Umayyad Caliphate

Armenia annexed
Armenia annexed by the Umayyad Caliphate. ©HistoryMaps
705 Jan 1

Armenia annexed


For most of the second half of the 7th century, Arab presence and control in Armenia was minimal. Armenia was considered conquered land by the Arabs, but enjoyed de facto autonomy, regulated by the treaty signed between Rhstuni and Mu'awiya. The situation changed in the reign of the caliph Abd al-Malik (r. 685–705). Beginning in 700, the Caliph's brother and governor of Arran, Muhammad ibn Marwan, subdued the country in a series of campaigns.

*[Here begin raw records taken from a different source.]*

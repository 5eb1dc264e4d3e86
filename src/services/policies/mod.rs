//! Selection policies.
//!
//! Every policy implements [`SelectionPolicy`] over the shared
//! [`ValueStore`](crate::services::value_store::ValueStore). Candidates are
//! filtered by the caller before a policy sees them, so policies only rank.

pub mod features;
pub mod linucb;
pub mod q_learning;
pub mod thompson;
pub mod ucb;

use rand::rngs::StdRng;
use rand::SeedableRng;
use std::sync::Arc;

use crate::domain::errors::{DomainError, DomainResult};
use crate::domain::models::{
    DecisionState, LearningConfig, PolicyDecision, PolicyKind, StateActionKey, ValueEntry,
    VariantId,
};
use crate::services::value_store::ValueStore;

pub use features::{extract_features, estimate_complexity, FEATURE_DIM, FEATURE_VERSION};
pub use linucb::LinUcbPolicy;
pub use q_learning::QLearningPolicy;
pub use thompson::ThompsonPolicy;
pub use ucb::Ucb1Policy;

/// Per-request information available to a policy.
#[derive(Debug, Clone, Default)]
pub struct PolicyContext {
    /// Context feature vector; only the contextual bandit reads it.
    pub features: Option<Vec<f64>>,
}

impl PolicyContext {
    pub fn with_features(features: Vec<f64>) -> Self {
        Self {
            features: Some(features),
        }
    }
}

/// Common contract of all selection policies.
pub trait SelectionPolicy: Send + Sync {
    fn kind(&self) -> PolicyKind;

    /// Choose one of `candidates` for `state`.
    fn select(
        &self,
        state: &DecisionState,
        candidates: &[VariantId],
        context: &PolicyContext,
    ) -> DomainResult<PolicyDecision>;

    /// Fold an observed reward into the policy's estimates.
    fn update(
        &self,
        key: &StateActionKey,
        reward: f64,
        context: &PolicyContext,
    ) -> DomainResult<ValueEntry>;
}

/// Sorted, deduplicated candidate list; errors on an empty set.
pub(crate) fn ordered_candidates(candidates: &[VariantId]) -> DomainResult<Vec<VariantId>> {
    if candidates.is_empty() {
        return Err(DomainError::ValidationFailed(
            "candidate set is empty".to_string(),
        ));
    }
    let mut ordered = candidates.to_vec();
    ordered.sort();
    ordered.dedup();
    Ok(ordered)
}

/// Incremental mean after one more observation.
pub(crate) fn streaming_mean(entry: &ValueEntry, reward: f64) -> f64 {
    entry.value + (reward - entry.value) / (entry.visit_count + 1) as f64
}

pub(crate) fn make_rng(seed: Option<u64>) -> StdRng {
    seed.map_or_else(StdRng::from_os_rng, StdRng::seed_from_u64)
}

/// Build the policy named by `config.policy`.
///
/// The contextual bandit is passed in because its arm state outlives policy
/// swaps.
pub fn build_policy(
    config: &LearningConfig,
    store: Arc<ValueStore>,
    linucb: &Arc<LinUcbPolicy>,
) -> Arc<dyn SelectionPolicy> {
    build_policy_of_kind(config.policy, config, store, linucb)
}

pub fn build_policy_of_kind(
    kind: PolicyKind,
    config: &LearningConfig,
    store: Arc<ValueStore>,
    linucb: &Arc<LinUcbPolicy>,
) -> Arc<dyn SelectionPolicy> {
    match kind {
        PolicyKind::QLearning => Arc::new(QLearningPolicy::new(
            store,
            config.epsilon,
            config.alpha,
            config.seed,
        )),
        PolicyKind::Ucb1 => Arc::new(Ucb1Policy::new(store, config.ucb_exploration)),
        PolicyKind::Thompson => Arc::new(ThompsonPolicy::new(store, config.seed)),
        PolicyKind::LinUcb => Arc::clone(linucb) as Arc<dyn SelectionPolicy>,
    }
}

Although the Armenians rebelled in 703 and received Byzantine aid, Muhammad ibn Marwan defeated them and sealed the failure of the revolt by executing the rebel princes in 705. Armenia, along with the principalities of Caucasian Albania and Iberia (modern Georgia) was grouped into one vast province called al-Arminiya (الارمينيا), with its capital at Dvin (Arabic Dabil), which was rebuilt by the Arabs and served as the seat of the governor (ostikan) and of an Arab garrison. For much of the remaining Umayyad period, Arminiya was usually grouped together with Arran and the Jazira (Upper Mesopotamia) under a single governor into an ad hoc super-province.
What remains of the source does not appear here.